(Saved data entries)
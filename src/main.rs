use anyhow::{Context, Result};
use clap::Parser;
use paper_harvest::config::{find_config_file, load_config, parse_list, Config};
use paper_harvest::output::{run_timestamp, write_outputs};
use paper_harvest::pipeline::{Orchestrator, OrchestratorConfig};
use paper_harvest::sources::SourceRegistry;
use paper_harvest::utils::{deduplicate_records, find_duplicates};
use std::path::PathBuf;
use tracing_subscriber::{layer::SubscriberExt, util::SubscriberInitExt};

/// Paper Harvest - Collect literature metadata from PubMed, Crossref and OpenAlex
#[derive(Parser, Debug)]
#[command(name = "paper-harvest")]
#[command(version = env!("CARGO_PKG_VERSION"))]
#[command(about = "Collect, normalize and deduplicate literature metadata", long_about = None)]
struct Cli {
    /// Comma-separated search keywords
    /// [default: aortic stenosis, mitral regurgitation, valvular heart disease, deep learning]
    #[arg(long, short)]
    keywords: Option<String>,

    /// Comma-separated sources (pubmed, crossref, openalex) [default: pubmed,crossref,openalex]
    #[arg(long, short)]
    sources: Option<String>,

    /// Directory for CSV and Markdown output [default: data]
    #[arg(long, short)]
    output_dir: Option<PathBuf>,

    /// Maximum results per source and keyword [default: 20]
    #[arg(long, short)]
    max_results: Option<usize>,

    /// Request timeout in seconds [default: 30]
    #[arg(long)]
    timeout: Option<u64>,

    /// Maximum concurrent requests per source [default: 2]
    #[arg(long)]
    concurrency: Option<usize>,

    /// Configuration file path
    #[arg(long)]
    config: Option<PathBuf>,

    /// Enable verbose logging (can be used multiple times for more verbosity: -v, -vv)
    #[arg(long, short, action = clap::ArgAction::Count)]
    verbose: u8,

    /// Suppress non-error output
    #[arg(long, short)]
    quiet: bool,
}

impl Cli {
    /// Apply command-line overrides on top of file and environment settings
    fn apply(&self, config: &mut Config) {
        if let Some(keywords) = &self.keywords {
            config.search.keywords = keywords.clone();
        }
        if let Some(sources) = &self.sources {
            config.search.sources = sources.clone();
        }
        if let Some(dir) = &self.output_dir {
            config.output.directory = dir.clone();
        }
        if let Some(max_results) = self.max_results {
            config.search.max_results = max_results;
        }
        if let Some(timeout) = self.timeout {
            config.http.timeout_secs = timeout;
        }
        if let Some(concurrency) = self.concurrency {
            config.http.max_concurrent_per_source = concurrency;
        }
    }
}

#[tokio::main]
async fn main() -> Result<()> {
    let cli = Cli::parse();

    // Initialize tracing based on verbosity
    let log_level = match cli.verbose {
        0 => "info",
        1 => "debug",
        _ => "trace",
    };

    let env_filter = if cli.quiet { "error" } else { log_level };

    tracing_subscriber::registry()
        .with(tracing_subscriber::EnvFilter::new(
            std::env::var("RUST_LOG").unwrap_or_else(|_| format!("paper_harvest={}", env_filter)),
        ))
        .with(tracing_subscriber::fmt::layer())
        .init();

    // Load configuration from file if specified or found in default locations
    let config_path = match &cli.config {
        Some(path) => Some(path.clone()),
        None => find_config_file(),
    };
    if let Some(path) = &config_path {
        tracing::info!("Using config file: {}", path.display());
    }
    let mut config = load_config(config_path.as_deref()).context("Failed to load configuration")?;
    cli.apply(&mut config);

    let keywords = parse_list(&config.search.keywords);
    let sources = parse_list(&config.search.sources);

    if keywords.is_empty() {
        tracing::warn!("No keywords provided; nothing to fetch.");
        return Ok(());
    }
    if sources.is_empty() {
        tracing::warn!("No sources provided; nothing to fetch.");
        return Ok(());
    }

    tracing::info!(
        "Fetching {} keyword(s) from {}",
        keywords.len(),
        sources.join(", ")
    );

    let registry = SourceRegistry::from_config(&config).context("Failed to create HTTP client")?;
    let orchestrator = Orchestrator::new(registry, OrchestratorConfig::from(&config.http));
    let report = orchestrator.run(&sources, &keywords).await;

    tracing::info!(
        "Completed {}/{} fetches, {} records",
        report.units_succeeded,
        report.units_total(),
        report.records.len()
    );

    let duplicate_groups = find_duplicates(&report.records);
    if !duplicate_groups.is_empty() {
        let extra: usize = duplicate_groups.iter().map(|g| g.len() - 1).sum();
        tracing::info!(
            "Found {} duplicate groups ({} redundant records)",
            duplicate_groups.len(),
            extra
        );
    }

    let records = deduplicate_records(report.records);
    tracing::info!("{} unique records after deduplication", records.len());

    let files = write_outputs(
        &records,
        &config.output.directory,
        &run_timestamp(),
        &config.output.summary_title,
    )?;
    tracing::debug!(
        "Wrote {}, {} and {}",
        files.csv.display(),
        files.latest_csv.display(),
        files.summary.display()
    );

    Ok(())
}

▶ _ASSIGNMENT_
Scan the records above. Return every line with "verbosity" in it.

▶ _EXPECTED ANSWER_
    /// Enable verbose logging (can be used multiple times for more verbosity: -v, -vv)
    // Initialize tracing based on verbosity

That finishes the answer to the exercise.